>>>>>

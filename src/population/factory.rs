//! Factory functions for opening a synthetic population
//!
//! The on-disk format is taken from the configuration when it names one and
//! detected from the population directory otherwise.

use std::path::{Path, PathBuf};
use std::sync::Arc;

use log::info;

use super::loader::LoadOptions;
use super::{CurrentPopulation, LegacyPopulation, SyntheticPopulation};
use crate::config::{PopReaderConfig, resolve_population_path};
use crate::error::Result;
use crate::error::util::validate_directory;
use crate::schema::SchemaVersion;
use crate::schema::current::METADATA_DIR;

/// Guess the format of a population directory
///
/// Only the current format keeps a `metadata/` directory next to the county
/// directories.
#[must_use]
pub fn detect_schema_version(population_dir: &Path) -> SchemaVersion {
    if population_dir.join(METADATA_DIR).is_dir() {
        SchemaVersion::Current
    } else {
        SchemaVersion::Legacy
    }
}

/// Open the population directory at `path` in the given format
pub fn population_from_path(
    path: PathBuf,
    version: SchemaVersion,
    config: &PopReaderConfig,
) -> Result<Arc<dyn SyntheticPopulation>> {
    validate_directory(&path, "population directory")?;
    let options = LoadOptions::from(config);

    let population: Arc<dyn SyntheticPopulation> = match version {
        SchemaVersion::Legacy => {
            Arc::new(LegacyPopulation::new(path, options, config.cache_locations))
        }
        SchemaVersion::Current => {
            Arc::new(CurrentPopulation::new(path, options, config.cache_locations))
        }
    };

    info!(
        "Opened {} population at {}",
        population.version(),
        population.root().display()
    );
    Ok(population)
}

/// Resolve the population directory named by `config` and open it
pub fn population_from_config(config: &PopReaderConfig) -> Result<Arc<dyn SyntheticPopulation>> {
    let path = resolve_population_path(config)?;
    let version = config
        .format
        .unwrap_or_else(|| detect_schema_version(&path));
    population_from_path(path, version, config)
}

<<<<<
>>>>>

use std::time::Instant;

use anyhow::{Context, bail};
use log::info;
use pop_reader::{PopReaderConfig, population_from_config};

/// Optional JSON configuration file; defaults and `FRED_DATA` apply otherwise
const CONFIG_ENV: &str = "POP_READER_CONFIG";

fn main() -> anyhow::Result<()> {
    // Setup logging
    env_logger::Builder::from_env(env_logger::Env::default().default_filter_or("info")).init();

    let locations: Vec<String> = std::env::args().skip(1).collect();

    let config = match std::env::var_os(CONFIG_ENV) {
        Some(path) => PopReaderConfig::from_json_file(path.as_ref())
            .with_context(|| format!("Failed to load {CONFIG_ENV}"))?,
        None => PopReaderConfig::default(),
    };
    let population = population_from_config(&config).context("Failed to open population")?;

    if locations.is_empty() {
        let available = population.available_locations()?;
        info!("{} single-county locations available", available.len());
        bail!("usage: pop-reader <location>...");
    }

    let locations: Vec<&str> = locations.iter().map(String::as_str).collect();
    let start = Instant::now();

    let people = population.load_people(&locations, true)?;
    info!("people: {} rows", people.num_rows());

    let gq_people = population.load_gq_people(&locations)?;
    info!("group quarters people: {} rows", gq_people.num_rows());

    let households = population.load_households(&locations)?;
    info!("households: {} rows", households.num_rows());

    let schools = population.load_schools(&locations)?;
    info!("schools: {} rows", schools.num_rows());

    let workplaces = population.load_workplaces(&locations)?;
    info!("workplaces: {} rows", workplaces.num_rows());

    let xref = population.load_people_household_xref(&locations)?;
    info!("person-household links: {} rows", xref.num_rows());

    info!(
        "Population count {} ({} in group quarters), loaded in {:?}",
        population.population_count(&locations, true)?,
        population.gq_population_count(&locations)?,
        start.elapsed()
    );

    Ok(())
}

<<<<<

** What you need to do **
Everything from the line with "filename src/population/factory.rs" through the line with "use super::loader::LoadOptions;" should be written out exactly as it appears above, end lines included, and nothing outside that range.

** Task output **
filename src/population/factory.rs
//! Factory functions for opening a synthetic population
//!
//! The on-disk format is taken from the configuration when it names one and
//! detected from the population directory otherwise.

use std::path::{Path, PathBuf};
use std::sync::Arc;

use log::info;

use super::loader::LoadOptions;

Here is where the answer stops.